Diciotto anni, vestitino leggero.
Pochi soldi in tasca, tanti sogni.
Seduta compita su poltroncine maleodoranti di un treno, pregusto la serata piacevole che passerò con il mio ragazzo.
La musica si diffonde in me a tutto volume, io la seguo, viaggio, volo.
Davanti a me è seduto solo il controllore; il vagone è vuoto, non è orario di punta, pare.
Lui mi fissa, non guarda più fuori dalla finestra, io sorrido, come sempre.
Le note mi trasportano e io serafica mi lascio vincere, chiudo gli occhi.
Li riapro solo quando sento delle unghie conficcate nel braccio, stretto in una morsa ferrea.

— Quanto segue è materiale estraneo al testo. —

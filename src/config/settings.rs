//! Application settings stored as TOML

use anyhow::{Context, Result};
use serde::{Deserialize, Serialize};
use std::fs;
use std::path::{Path, PathBuf};
use tracing::{info, warn, Level};

use crate::constants::{config, naming};
use crate::naming::{NameGenerator, SuffixFormat};

#[derive(Debug, Clone, PartialEq, Serialize, Deserialize)]
pub struct AppConfig {
    #[serde(default = "default_log_level")]
    pub log_level: String,
    #[serde(default)]
    pub store: StoreSettings,
    #[serde(default)]
    pub naming: NamingSettings,
    #[serde(default)]
    pub export: ExportSettings,
}

#[derive(Debug, Clone, Default, PartialEq, Serialize, Deserialize)]
pub struct StoreSettings {
    /// Graph file; defaults to the platform data dir
    #[serde(default, skip_serializing_if = "Option::is_none")]
    pub path: Option<PathBuf>,
    /// Keep the graph in memory only (nothing survives exit)
    #[serde(default)]
    pub in_memory: bool,
}

#[derive(Debug, Clone, PartialEq, Serialize, Deserialize)]
pub struct NamingSettings {
    #[serde(default = "default_base_name")]
    pub base_name: String,
    #[serde(default)]
    pub suffix_format: SuffixFormat,
}

#[derive(Debug, Clone, Default, PartialEq, Serialize, Deserialize)]
pub struct ExportSettings {
    /// Where exported presets are written; defaults to the working directory
    #[serde(default, skip_serializing_if = "Option::is_none")]
    pub directory: Option<PathBuf>,
}

fn default_log_level() -> String {
    "info".to_string()
}

fn default_base_name() -> String {
    naming::BASE_NAME.to_string()
}

impl Default for AppConfig {
    fn default() -> Self {
        Self {
            log_level: default_log_level(),
            store: StoreSettings::default(),
            naming: NamingSettings::default(),
            export: ExportSettings::default(),
        }
    }
}

impl Default for NamingSettings {
    fn default() -> Self {
        Self {
            base_name: default_base_name(),
            suffix_format: SuffixFormat::default(),
        }
    }
}

impl AppConfig {
    pub fn path() -> PathBuf {
        let mut path = dirs::config_dir().unwrap_or_else(|| PathBuf::from("."));
        path.push(config::APP_DIR);
        path.push(config::FILENAME);
        path
    }

    /// Load from the default location, creating the file if missing
    pub fn load() -> Result<Self> {
        Self::load_from(&Self::path())
    }

    pub fn load_from(path: &Path) -> Result<Self> {
        if !path.exists() {
            info!(path = %path.display(), "Config file not found, writing defaults");
            let config = AppConfig::default();
            config.save_to(path)?;
            return Ok(config);
        }

        let contents = fs::read_to_string(path)
            .with_context(|| format!("Failed to read config from {:?}", path))?;
        let mut config: AppConfig = toml::from_str(&contents)
            .with_context(|| format!("Failed to parse TOML from {:?}", path))?;
        config.validate();
        Ok(config)
    }

    pub fn save_to(&self, path: &Path) -> Result<()> {
        if let Some(parent) = path.parent() {
            fs::create_dir_all(parent)
                .with_context(|| format!("Failed to create config directory {:?}", parent))?;
        }
        let toml_string =
            toml::to_string_pretty(self).context("Failed to serialize config to TOML")?;
        fs::write(path, toml_string)
            .with_context(|| format!("Failed to write config to {:?}", path))?;
        info!(path = %path.display(), "Saved config");
        Ok(())
    }

    /// Replace values that cannot work with their defaults
    fn validate(&mut self) {
        if self.naming.base_name.trim().is_empty() {
            warn!(using = naming::BASE_NAME, "naming.base_name is empty, using default");
            self.naming.base_name = default_base_name();
        }
        if parse_level(&self.log_level).is_none() {
            warn!(log_level = %self.log_level, "Unknown log_level, using info");
            self.log_level = default_log_level();
        }
    }

    pub fn graph_path(&self) -> PathBuf {
        self.store.path.clone().unwrap_or_else(|| {
            let mut path = dirs::data_dir().unwrap_or_else(|| PathBuf::from("."));
            path.push(config::APP_DIR);
            path.push(config::GRAPH_FILENAME);
            path
        })
    }

    pub fn export_dir(&self) -> PathBuf {
        self.export
            .directory
            .clone()
            .unwrap_or_else(|| PathBuf::from("."))
    }

    pub fn name_generator(&self) -> NameGenerator {
        NameGenerator::new(self.naming.base_name.clone(), self.naming.suffix_format)
    }

    /// Log level from `LOG_LEVEL` if set, otherwise from the file
    pub fn tracing_level(&self) -> Level {
        std::env::var(config::LOG_LEVEL_ENV)
            .ok()
            .and_then(|value| parse_level(&value))
            .or_else(|| parse_level(&self.log_level))
            .unwrap_or(Level::INFO)
    }
}

fn parse_level(value: &str) -> Option<Level> {
    match value.to_lowercase().as_str() {
        "trace" => Some(Level::TRACE),
        "debug" => Some(Level::DEBUG),
        "info" => Some(Level::INFO),
        "warn" => Some(Level::WARN),
        "error" => Some(Level::ERROR),
        _ => None,
    }
}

Mi tolgo le cuffiette, non capisco.
"che bel bocconcino, sei tutta da mangiare".
Ora, capisco.
Controllore, un quarantenne dai capelli biondi e lunghi e ricci, occhi azzurri rassicuranti.
Ma lo sguardo li tradisce, vedo desiderio, ardore, voglia di me, carne tenera, carne pura.
Nel silenzio non parlo, non mi muovo.
Non lo faccio, non ci riesco, mi sento legata, catene pesanti mi bloccano lì, inerme.
Sento, ANCORA, un'altra volta, sette anni dopo la prima volta, le stesse sensazioni.
È tutto gelato, è tutto immobile, ma sento in me qualcosa stridere.
Hai mai provato il vuoto dentro?
Sei mai riuscito a sentire solo i tuoi battiti, il tuo respiro appena percettibile?
La sua mano libera scorre sulle mie spalle, sul collo, tra le clavicole, sui seni, sul ventre teso.
La sua mano ha perso delicatezza, ora è vorace, è affamata delle mie carni. Il suo desiderio entra dentro me, mi dilania, mi squarcia come fosse una lama. Mi sento urlare dentro, chiusa in un silenzio assoluto.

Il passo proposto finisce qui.